Prove that the numbers $\sqrt{2},\sqrt{3},\sqrt{5}$ cannot be the terms of a single A.P. with non-zero common difference.

Answer 1

$T_p=\sqrt{2},T_q=\sqrt{3},T_r=\sqrt{5}$
$\therefore \sqrt{3}-\sqrt{2}=T_1-T_p=(q-p)d$,
$\sqrt{5}-\sqrt{3}=(r-p)d$
$\therefore \frac{\sqrt{3}-\sqrt{2}}{\sqrt{\left(5\right)}-\sqrt{\left(3\right)}}=\frac{q-p}{r-p}=k$, say ..$\left(1\right)$
As p, q, r are $+$ive integers so k is a rational number in $\left(1\right)$.

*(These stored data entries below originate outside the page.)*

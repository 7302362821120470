// SPDX-License-Identifier: MIT
// Copyright (c) 2026 ADNT Sarl <info@adnt.io>

//! Shared fixtures for the integration tests.

#![allow(dead_code)]

use crc::{Crc, CRC_32_ISO_HDLC};
use tilestream_common::abi::{group_crc_from_crc32, AssetConfiguration, AssetGroup};
use tilestream_common::memory::{RAM_BASE, RAM_SIZE};
use tilestream_common::AssetGroupHeader;

pub const CRC32: Crc<u32> = Crc::<u32>::new(&CRC_32_ISO_HDLC);

/// Where tests put their configuration table.
pub const CONFIG_VA: u32 = RAM_BASE;
/// Where tests put their first group descriptor.
pub const GROUP_VA: u32 = RAM_BASE + 0x400;

pub fn user_ram() -> Vec<u8> {
    vec![0u8; RAM_SIZE as usize]
}

/// Deterministic, non-repeating-looking test data.
pub fn pattern(len: usize, seed: u8) -> Vec<u8> {
    (0..len)
        .map(|i| (i as u8).wrapping_mul(31).wrapping_add(seed) ^ (i >> 8) as u8)
        .collect()
}

/// Header plus data, as the packaging tool lays a group out in a volume.
pub fn group_image(ordinal: u16, num_tiles: u16, data: &[u8]) -> Vec<u8> {
    let header = AssetGroupHeader {
        data_size: data.len() as u32,
        num_tiles,
        ordinal,
        crc: group_crc_from_crc32(CRC32.checksum(data)),
    };
    let mut out = header.to_bytes().to_vec();
    out.extend_from_slice(data);
    out
}

/// Place `image` at `offset` inside `payload`, growing it as needed.
pub fn place(payload: &mut Vec<u8>, offset: usize, image: &[u8]) {
    if payload.len() < offset + image.len() {
        payload.resize(offset + image.len(), 0xFF);
    }
    payload[offset..offset + image.len()].copy_from_slice(image);
}

/// Offset of `va` inside the user RAM buffer.
pub fn ram_offset(va: u32) -> usize {
    (va - RAM_BASE) as usize
}

pub fn put_descriptor(ram: &mut [u8], group_va: u32, header_va: u32) {
    let at = ram_offset(group_va);
    ram[at..at + AssetGroup::SIZE].copy_from_slice(&AssetGroup { p_hdr: header_va }.to_bytes());
}

pub fn put_config(ram: &mut [u8], config_va: u32, entries: &[AssetConfiguration]) {
    let mut at = ram_offset(config_va);
    for entry in entries {
        ram[at..at + AssetConfiguration::SIZE].copy_from_slice(&entry.to_bytes());
        at += AssetConfiguration::SIZE;
    }
}

pub fn entry(p_group: u32, volume: u32, data_size: u32, num_tiles: u16, slot: u8) -> AssetConfiguration {
    AssetConfiguration {
        p_group,
        volume,
        data_size,
        num_tiles,
        ordinal: 0,
        slot,
    }
}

Squaring $\left(1\right)$, we get $5-2\sqrt{6}=k^2(8-2\sqrt{15})$
or $\sqrt{15}{k}^2-\sqrt{6}=(8k^2-5)/2=$s say .$\left(2\right)$
Here s is again a rational number. Squaring again
$\therefore 15k^4+6-2\sqrt{90}{k}^2=s^2$
or $15k^4+6-s^2=6\sqrt{10}{k}^2$
or $(15k^4-s^2+6)/6k^2=\sqrt{10}$ $\left(3\right)$
L.H.S. of $\left(3\right)$ is rational whereas R.H.S. $\sqrt{10}$ is irrational which is not possible. Hence $\sqrt{2},\sqrt{3},\sqrt{5}$ cannot be three terms of an A.P.